Are you a mother of an anxious teenager who is obsessed and over insecure about himself? Well, there are many ways where you can actually get him under your guidance. Adolescence is very risky, mainly for your kid who is going through a lot of things around him. His change in hormones, body, mental tension adds up to his insecurities making him an anxious kid. He is figuring out who he is, what he wants to be in this world which looks confusing to him and mainly tensed about what girls or other boys perceive him to be. The age is fussy and he is not sure what he has to do next. He probably doesn’t want your help, he just wants a good friend to be a good listener. This is when he pushes you away, if you are strict, un-understanding and act rude to his emotions.
It is the number of things that the child wants to tell you varying from ‘I love you to I hate you, talk to me, but not like that, give me space but do not leave me, help me but don’t embarrass me’. These are the different kind of things he wants to tell you, but also doesn’t want to tell. For all these reasons and more, adolescence is an uneasy–provoking, tumultuous time, both for you and especially for your kid.
Do you want to help him without hurting his feelings or disturbing his thoughts, then here are some ways to deal and how to talk to teenagers.
Parents Guide on How to Talk with Anxious Teenager
1Check your anxiety level
If you have a child who is undergoing anxiety issues, you should know to control yours first.
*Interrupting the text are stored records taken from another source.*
//! Remote-procedure backend: SOAP calls against the device's HTTPS
//! management interface, authenticated with HTTP basic auth.

use async_trait::async_trait;
use base64::{engine::general_purpose::STANDARD, Engine as _};
use reqwest::Client;
use std::time::Duration;
use tracing::{debug, info};

use crate::device::{Credentials, DeviceTarget};
use crate::errors::{LicenseError, LicenseResult};
use crate::license::{ActivationStatus, Dossier, License};
use crate::soap::{self, BasicAuth, SoapCall, SoapError};
use crate::transport::TransportBackend;

/// Path of the RPC portal on the management interface.
pub const ICONTROL_PATH: &str = "/iControl/iControlPortal.cgi";

const LICENSE_ADMIN_NS: &str = "urn:iControl:Management/LicenseAdministration";
const CONFIG_SYNC_NS: &str = "urn:iControl:System/ConfigSync";

/// Where accepted EULA text is stored on the device.
pub const EULA_DEVICE_PATH: &str = "/LICENSE.F5";

pub(crate) fn status_call() -> SoapCall {
    SoapCall::new(LICENSE_ADMIN_NS, "get_license_activation_status")
}

/// Parse a `get_license_activation_status` reply.
pub(crate) fn parse_status(body: &str) -> LicenseResult<ActivationStatus> {
    match soap::extract(body, "return").as_deref() {
        Some("STATE_ENABLED") => Ok(ActivationStatus::Enabled),
        Some("STATE_DISABLED") => Ok(ActivationStatus::Disabled),
        Some(other) => Err(LicenseError::Transport(format!(
            "unrecognised activation state '{other}'"
        ))),
        None => Err(LicenseError::Transport(
            "activation status reply had no return value".to_string(),
        )),
    }
}

pub struct RemoteProcedureBackend {
    client: Client,
    endpoint: String,
    credentials: Credentials,
}

impl RemoteProcedureBackend {
    pub fn new(
        target: DeviceTarget,
        credentials: Credentials,
        timeout: Duration,
    ) -> LicenseResult<Self> {
        let client = Client::builder()
            .timeout(timeout)
            .danger_accept_invalid_certs(!target.validate_certs)
            .build()
            .map_err(|e| LicenseError::Config(format!("failed to build HTTP client: {e}")))?;

        Ok(Self {
            client,
            endpoint: format!("{}{}", target.management_url(), ICONTROL_PATH),
            credentials,
        })
    }

    /// Point the backend at a different portal URL.
    pub fn with_endpoint(mut self, endpoint: impl Into<String>) -> Self {
        self.endpoint = endpoint.into();
        self
    }

    async fn call(&self, call: SoapCall) -> Result<String, SoapError> {
        debug!(operation = call.operation(), "iControl call");
        let auth = BasicAuth {
            username: &self.credentials.username,
            password: &self.credentials.password,
        };
        soap::invoke(&self.client, &self.endpoint, &call, Some(auth)).await
    }
}

#[async_trait]
impl TransportBackend for RemoteProcedureBackend {
    async fn get_activation_status(&self) -> LicenseResult<ActivationStatus> {
        let body = self
            .call(status_call())
            .await
            .map_err(|e| LicenseError::Transport(e.to_string()))?;
        parse_status(&body)
    }

    async fn get_dossier(&self, registration_key: &str) -> LicenseResult<Dossier> {
        let call = SoapCall::new(LICENSE_ADMIN_NS, "get_system_dossier")
            .array("registration_keys", vec![registration_key.to_string()]);

        let body = self
            .call(call)
            .await
            .map_err(|e| LicenseError::Dossier(e.to_string()))?;
        let dossier = soap::require(&body, "return")
            .map_err(|e| LicenseError::Dossier(e.to_string()))?;

        Dossier::new(dossier, Some(registration_key.to_string()))
    }

    async fn install_license(&self, license: &License) -> LicenseResult<bool> {
        let call = SoapCall::new(LICENSE_ADMIN_NS, "install_license")
            .text("license_file_data", license.to_base64());

        self.call(call)
            .await
            .map_err(|e| LicenseError::Install(e.to_string()))?;
        info!(license = %license.fingerprint(), "license written over RPC");

        let status = self
            .get_activation_status()
            .await
            .map_err(|e| LicenseError::Install(format!("status check after install failed: {e}")))?;
        Ok(status.is_enabled())
    }

    async fn upload_eula(&self, eula_text: &str) -> LicenseResult<()> {
        let call = SoapCall::new(CONFIG_SYNC_NS, "upload_file")
            .text("file_name", EULA_DEVICE_PATH)
            .structure(
                "file_context",
                vec![
                    ("file_data".to_string(), STANDARD.encode(eula_text.as_bytes())),
                    ("chain_type".to_string(), "FILE_FIRST_AND_LAST".to_string()),
                ],
            );

        self.call(call)
            .await
            .map_err(|e| LicenseError::Transport(format!("EULA upload failed: {e}")))?;
        Ok(())
    }
}
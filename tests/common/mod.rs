//! In-memory fakes shared by the integration tests.
#![allow(dead_code)]

use std::collections::VecDeque;
use std::sync::atomic::{AtomicUsize, Ordering};
use std::sync::{Arc, Mutex};

use async_trait::async_trait;

use appliance_license::client::{ActivationResponse, ActivationService};
use appliance_license::device::{Credentials, DeviceTarget};
use appliance_license::errors::{LicenseError, LicenseResult};
use appliance_license::license::{ActivationStatus, Dossier, EulaOffer, License};
use appliance_license::registrant::RegistrantProfile;
use appliance_license::transport::{ConnectivityProbe, TransportBackend};

pub const REGISTRATION_KEY: &str = "AAAAA-BBBBB-CCCCC-DDDDD-EEEEEEE";

pub fn target() -> DeviceTarget {
    DeviceTarget::new("10.1.1.245")
}

pub fn credentials() -> Credentials {
    Credentials::new("admin", "admin")
}

pub fn license(text: &str) -> License {
    License::new(text.as_bytes().to_vec()).unwrap()
}

pub fn license_returned(text: &str) -> ActivationResponse {
    ActivationResponse::LicenseReturned {
        license: license(text),
        eula: None,
    }
}

pub fn eula_required(text: &str) -> ActivationResponse {
    ActivationResponse::EulaRequired(EulaOffer::new(text))
}

// ── Transport backend ───────────────────────────────────────────

#[derive(Debug, Default, Clone)]
pub struct BackendCalls {
    pub status: usize,
    pub dossier: usize,
    pub install: usize,
    pub eula: usize,
    pub dossier_keys: Vec<String>,
    pub installed: Vec<Vec<u8>>,
    pub eula_texts: Vec<String>,
}

impl BackendCalls {
    pub fn total(&self) -> usize {
        self.status + self.dossier + self.install + self.eula
    }
}

/// Scripted device. Each status read pops the next scripted status; an
/// exhausted script is a transport failure.
pub struct FakeBackend {
    calls: Arc<Mutex<BackendCalls>>,
    statuses: Mutex<VecDeque<ActivationStatus>>,
    dossier: Option<String>,
    install_accepts: bool,
    eula_fails: bool,
}

impl FakeBackend {
    pub fn new(statuses: &[ActivationStatus]) -> Self {
        Self {
            calls: Arc::new(Mutex::new(BackendCalls::default())),
            statuses: Mutex::new(statuses.iter().copied().collect()),
            dossier: Some("fake-dossier".to_string()),
            install_accepts: true,
            eula_fails: false,
        }
    }

    /// Disabled before install, Enabled after.
    pub fn unlicensed() -> Self {
        Self::new(&[ActivationStatus::Disabled, ActivationStatus::Enabled])
    }

    pub fn licensed() -> Self {
        Self::new(&[ActivationStatus::Enabled])
    }

    pub fn without_dossier(mut self) -> Self {
        self.dossier = None;
        self
    }

    pub fn rejecting_install(mut self) -> Self {
        self.install_accepts = false;
        self
    }

    pub fn failing_eula_upload(mut self) -> Self {
        self.eula_fails = true;
        self
    }

    pub fn calls(&self) -> Arc<Mutex<BackendCalls>> {
        self.calls.clone()
    }
}

#[async_trait]
impl TransportBackend for FakeBackend {
    async fn get_activation_status(&self) -> LicenseResult<ActivationStatus> {
        self.calls.lock().unwrap().status += 1;
        self.statuses
            .lock()
            .unwrap()
            .pop_front()
            .ok_or_else(|| LicenseError::Transport("device unreachable".to_string()))
    }

    async fn get_dossier(&self, registration_key: &str) -> LicenseResult<Dossier> {
        {
            let mut calls = self.calls.lock().unwrap();
            calls.dossier += 1;
            calls.dossier_keys.push(registration_key.to_string());
        }
        match &self.dossier {
            Some(text) => Dossier::new(text.clone(), Some(registration_key.to_string())),
            None => Err(LicenseError::Dossier("get_dossier returned nothing".to_string())),
        }
    }

    async fn install_license(&self, license: &License) -> LicenseResult<bool> {
        let mut calls = self.calls.lock().unwrap();
        calls.install += 1;
        calls.installed.push(license.as_bytes().to_vec());
        Ok(self.install_accepts)
    }

    async fn upload_eula(&self, eula_text: &str) -> LicenseResult<()> {
        let mut calls = self.calls.lock().unwrap();
        calls.eula += 1;
        calls.eula_texts.push(eula_text.to_string());
        if self.eula_fails {
            Err(LicenseError::Transport("config store is read-only".to_string()))
        } else {
            Ok(())
        }
    }
}

// ── Activation service ──────────────────────────────────────────

#[derive(Debug, Default, Clone)]
pub struct ServiceCalls {
    pub probe: usize,
    pub requests: usize,
    pub dossiers: Vec<String>,
    pub registrants: Vec<RegistrantProfile>,
}

pub struct FakeService {
    calls: Arc<Mutex<ServiceCalls>>,
    reachable: bool,
    responses: Mutex<VecDeque<ActivationResponse>>,
}

impl FakeService {
    pub fn new(responses: Vec<ActivationResponse>) -> Self {
        Self {
            calls: Arc::new(Mutex::new(ServiceCalls::default())),
            reachable: true,
            responses: Mutex::new(responses.into()),
        }
    }

    pub fn unreachable() -> Self {
        Self {
            reachable: false,
            ..Self::new(Vec::new())
        }
    }

    pub fn calls(&self) -> Arc<Mutex<ServiceCalls>> {
        self.calls.clone()
    }
}

#[async_trait]
impl ActivationService for FakeService {
    async fn probe_reachable(&self) -> bool {
        self.calls.lock().unwrap().probe += 1;
        self.reachable
    }

    async fn request_license(
        &self,
        dossier: &Dossier,
        registrant: &RegistrantProfile,
    ) -> ActivationResponse {
        {
            let mut calls = self.calls.lock().unwrap();
            calls.requests += 1;
            calls.dossiers.push(dossier.as_str().to_string());
            calls.registrants.push(registrant.clone());
        }
        self.responses
            .lock()
            .unwrap()
            .pop_front()
            .unwrap_or_else(|| ActivationResponse::Fault("no scripted response".to_string()))
    }
}

// ── Connectivity probe ──────────────────────────────────────────

pub struct FakeProbe {
    reachable: bool,
    calls: Arc<AtomicUsize>,
}

impl FakeProbe {
    pub fn new(reachable: bool) -> Self {
        Self {
            reachable,
            calls: Arc::new(AtomicUsize::new(0)),
        }
    }

    pub fn calls(&self) -> usize {
        self.calls.load(Ordering::SeqCst)
    }
}

#[async_trait]
impl ConnectivityProbe for FakeProbe {
    async fn probe(&self, _target: &DeviceTarget, _credentials: &Credentials) -> bool {
        self.calls.fetch_add(1, Ordering::SeqCst);
        self.reachable
    }
}
//! Client side of the external activation service.

pub mod responses;
pub mod service;

use async_trait::async_trait;

use crate::license::Dossier;
use crate::registrant::RegistrantProfile;

pub use responses::ActivationResponse;
pub use service::{ActivationServiceClient, DEFAULT_SERVICE_URL};

/// The licensing authority the workflow submits dossiers to.
///
/// Neither method fails: network errors and malformed replies surface as
/// `false` or [`ActivationResponse::Fault`].
#[async_trait]
pub trait ActivationService: Send + Sync {
    /// Whether the service answers at all.
    async fn probe_reachable(&self) -> bool;

    /// Submit `dossier` with `registrant` metadata (including any accepted EULA).
    async fn request_license(
        &self,
        dossier: &Dossier,
        registrant: &RegistrantProfile,
    ) -> ActivationResponse;
}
The first step is to monitor your anxiety around your child. In some ways, It is important to just be there and help your child through silences and not through loud gestures or help that would be of no use to him. Before you ask your child his problems, ask yourself if it is your anxiety or what is keeping you worried?! From there, you will have a sense and control of your emotions in front of your kid. Remember that you and your child are different, and your thinking comes from two different places. The bottom line is that you can’t change your child’s feelings or the situation, but you can help her through it.
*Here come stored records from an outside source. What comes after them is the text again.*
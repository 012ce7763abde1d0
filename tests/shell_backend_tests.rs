use std::collections::VecDeque;
use std::path::{Path, PathBuf};
use std::sync::Mutex;

use async_trait::async_trait;

use appliance_license::errors::{LicenseError, LicenseResult};
use appliance_license::license::{ActivationStatus, License};
use appliance_license::transport::icontrol::EULA_DEVICE_PATH;
use appliance_license::transport::shell::{
    CommandOutput, RemoteShell, RemoteShellBackend, LICENSE_DEVICE_PATH,
};
use appliance_license::transport::TransportBackend;

#[derive(Debug, Clone)]
struct CopyRecord {
    local: PathBuf,
    remote: String,
    existed: bool,
    contents: Vec<u8>,
}

/// Records every command and copy; replies from scripted queues.
#[derive(Default)]
struct FakeShell {
    exec_replies: Mutex<VecDeque<CommandOutput>>,
    copy_status: i32,
    commands: Mutex<Vec<String>>,
    copies: Mutex<Vec<CopyRecord>>,
}

impl FakeShell {
    fn replying(replies: Vec<CommandOutput>) -> Self {
        Self {
            exec_replies: Mutex::new(replies.into()),
            ..Default::default()
        }
    }

    fn failing_copy(mut self) -> Self {
        self.copy_status = 1;
        self
    }

    fn commands(&self) -> Vec<String> {
        self.commands.lock().unwrap().clone()
    }

    fn copies(&self) -> Vec<CopyRecord> {
        self.copies.lock().unwrap().clone()
    }
}

#[async_trait]
impl RemoteShell for FakeShell {
    async fn exec(&self, command: &str) -> LicenseResult<CommandOutput> {
        self.commands.lock().unwrap().push(command.to_string());
        self.exec_replies
            .lock()
            .unwrap()
            .pop_front()
            .ok_or_else(|| LicenseError::Transport("connection reset".to_string()))
    }

    async fn copy_to(&self, local: &Path, remote: &str) -> LicenseResult<CommandOutput> {
        self.copies.lock().unwrap().push(CopyRecord {
            local: local.to_path_buf(),
            remote: remote.to_string(),
            existed: local.exists(),
            contents: std::fs::read(local).unwrap_or_default(),
        });
        Ok(CommandOutput {
            status: self.copy_status,
            stdout: String::new(),
            stderr: if self.copy_status == 0 {
                String::new()
            } else {
                "scp: /config: Permission denied".to_string()
            },
        })
    }
}

fn ok(stdout: &str) -> CommandOutput {
    CommandOutput {
        status: 0,
        stdout: stdout.to_string(),
        stderr: String::new(),
    }
}

fn license() -> License {
    License::new(b"Auth vers : 5b\nRegistration Key : AAAAA".to_vec()).unwrap()
}

#[tokio::test]
async fn status_reads_license_command() {
    let backend = RemoteShellBackend::new(FakeShell::replying(vec![ok(
        "Licensed Version    13.1.0\nRegistration Key    AAAAA-BBBBB\n",
    )]));

    let status = backend.get_activation_status().await.unwrap();

    assert_eq!(status, ActivationStatus::Enabled);
    assert_eq!(backend.shell().commands(), vec!["tmsh show sys license".to_string()]);
}

#[tokio::test]
async fn dossier_comes_from_get_dossier() {
    let backend = RemoteShellBackend::new(FakeShell::replying(vec![ok("d1f2e3a4b5c6\n")]));

    let dossier = backend.get_dossier("AAAAA-BBBBB-CCCCC").await.unwrap();

    assert_eq!(dossier.as_str(), "d1f2e3a4b5c6");
    assert_eq!(dossier.registration_key(), Some("AAAAA-BBBBB-CCCCC"));
    assert_eq!(
        backend.shell().commands(),
        vec!["get_dossier -b AAAAA-BBBBB-CCCCC".to_string()]
    );
}

#[tokio::test]
async fn empty_dossier_output_is_an_error() {
    let backend = RemoteShellBackend::new(FakeShell::replying(vec![ok("  \n")]));
    let err = backend.get_dossier("AAAAA-BBBBB").await.unwrap_err();
    assert!(matches!(err, LicenseError::Dossier(_)));
}

#[tokio::test]
async fn malformed_registration_key_never_reaches_the_device() {
    let backend = RemoteShellBackend::new(FakeShell::default());
    let err = backend.get_dossier("AAAAA; reboot").await.unwrap_err();
    assert!(matches!(err, LicenseError::Dossier(_)));
    assert!(backend.shell().commands().is_empty());
}

#[tokio::test]
async fn install_copies_then_reloads_and_cleans_up() {
    let backend = RemoteShellBackend::new(FakeShell::replying(vec![ok("Loading license...\n")]));

    let accepted = backend.install_license(&license()).await.unwrap();

    assert!(accepted);
    let copies = backend.shell().copies();
    assert_eq!(copies.len(), 1);
    assert_eq!(copies[0].remote, LICENSE_DEVICE_PATH);
    assert!(copies[0].existed);
    assert_eq!(copies[0].contents, license().as_bytes());
    assert!(!copies[0].local.exists());
    assert_eq!(backend.shell().commands(), vec!["reloadlic".to_string()]);
}

#[tokio::test]
async fn failed_copy_is_an_install_error_and_cleans_up() {
    let backend = RemoteShellBackend::new(FakeShell::default().failing_copy());

    let err = backend.install_license(&license()).await.unwrap_err();

    assert!(matches!(err, LicenseError::Install(_)));
    let copies = backend.shell().copies();
    assert!(!copies[0].local.exists());
    assert!(backend.shell().commands().is_empty());
}

#[tokio::test]
async fn silent_reload_is_an_install_error() {
    let backend = RemoteShellBackend::new(FakeShell::replying(vec![ok("")]));

    let err = backend.install_license(&license()).await.unwrap_err();

    assert!(matches!(err, LicenseError::Install(_)));
    assert!(!backend.shell().copies()[0].local.exists());
}

#[tokio::test]
async fn failed_reload_is_an_install_error() {
    let backend = RemoteShellBackend::new(FakeShell::replying(vec![CommandOutput {
        status: 1,
        stdout: String::new(),
        stderr: "reloadlic: license file is invalid".to_string(),
    }]));

    let err = backend.install_license(&license()).await.unwrap_err();

    match err {
        LicenseError::Install(message) => assert!(message.contains("license file is invalid")),
        other => panic!("unexpected error: {other:?}"),
    }
}

#[tokio::test]
async fn eula_goes_to_its_device_path() {
    let backend = RemoteShellBackend::new(FakeShell::default());

    backend.upload_eula("END USER LICENSE AGREEMENT").await.unwrap();

    let copies = backend.shell().copies();
    assert_eq!(copies.len(), 1);
    assert_eq!(copies[0].remote, EULA_DEVICE_PATH);
    assert_eq!(copies[0].contents, b"END USER LICENSE AGREEMENT");
    assert!(!copies[0].local.exists());
}

#[tokio::test]
async fn failed_eula_copy_is_a_transport_error() {
    let backend = RemoteShellBackend::new(FakeShell::default().failing_copy());
    let err = backend.upload_eula("terms").await.unwrap_err();
    assert!(matches!(err, LicenseError::Transport(_)));
}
Wait for him to come to you if there is a need. So separate your own feelings from your child’s feelings. Yes, it gets hard on many levels for both you and your kid, but it is necessary for your kid to undergo some pain before he turns in for help. Realize that you can work to help your child, but you can’t live the painful moments for her. Keeping your anxiety level under a check is important to help your child without making it worse for him.
2Give him the much needed space
Be next to him physically, but mentally give him the space that he requires. This is very important to help your child because he will understand that you are giving him some well needed space. Step in only when necessary and move out when not needed. If you say something and that tenses him up, take a back step because you do not want to irritate him. It is a fine line for parents, but so important to be there when he needs you to listen to him. That is when you tell the boy ‘I will be there to help you, no matter what!’
3Help normalize the anxiety
When you shuu your kid away, that is when his dreams of talking to a mature person are crushed. Remember, that you should look at the problem in a very objective manner. Do not make him feel like he is doing a mistake by coming to you. Always pay heed to his issues when he tells you. For example, if your child has a big presentation for English class and is really stressed, you could say, “It’s normal to feel anxious at times like these; everyone does. We all have areas that are scary for us.” You could continue to coach him by saying, “When I’m nervous, I go take a walk or call a friend and talk. When you have those feelings, what do you think you could do to calm down?” It’s also helpful to remind your child of when he did something successfully before. “Remember when you were in the play last year? You did a great job, and I’m sure you will again.”
By the way, if there really is something traumatic happening in your child’s life, like a divorce, a significant move, or a death, this is a highly anxious time for both of you. But even when things are most difficult, it’s important to respond to your child by being reassuring and supportive; try to normalize some of her feelings. This also may be a time when you seek out additional help from your child’s pediatrician or a counselor.
4Do not over help
Help the kid, but don’t over help. Let him analyze the problems and decide for himself. Help your child if he’s having trouble making choices. Be supportive and do what you can to help, but don’t jump in and try to do it for him. There are a certain things you can’t control as a parent. It is always best for him to decide and do it by himself. It may be a problems for the first few times, but later he will know he needs to just handle it the right way. You can always offer help, but do not fully finish the work for him.
5Do not negate
Your child sure has some sense of what things are and how it is on him. IF you kid cribs saying he doesn’t like the hairstyle, do not just say ‘NO, you are wrong, this looks great.’ Don’t just cut it right on his face because he knows that it is not really great looking. Children learn a lot nowadays from various social media, TV etc. Say things like ‘honey,it looks good, but yes may be you need a different hairdo.’ Try to accept and then divert their focus into grooming themselves. Always try to come up compliments out of the blue. You can say things like ‘Oh my, you look wonderful in that suit’ or ‘Wear that hat to the beach retreat and you will look great,son’ The kid will act like he doesn’t care about your comments, but trust yourself, he is going to go with exactly what you complimented him on!
Remember that anxiety in children can be on different levels. If your child’s anxiety is such that he isn’t going to school or seeing friends and is isolating himself from your family, it’s time to seek outside help from a professional.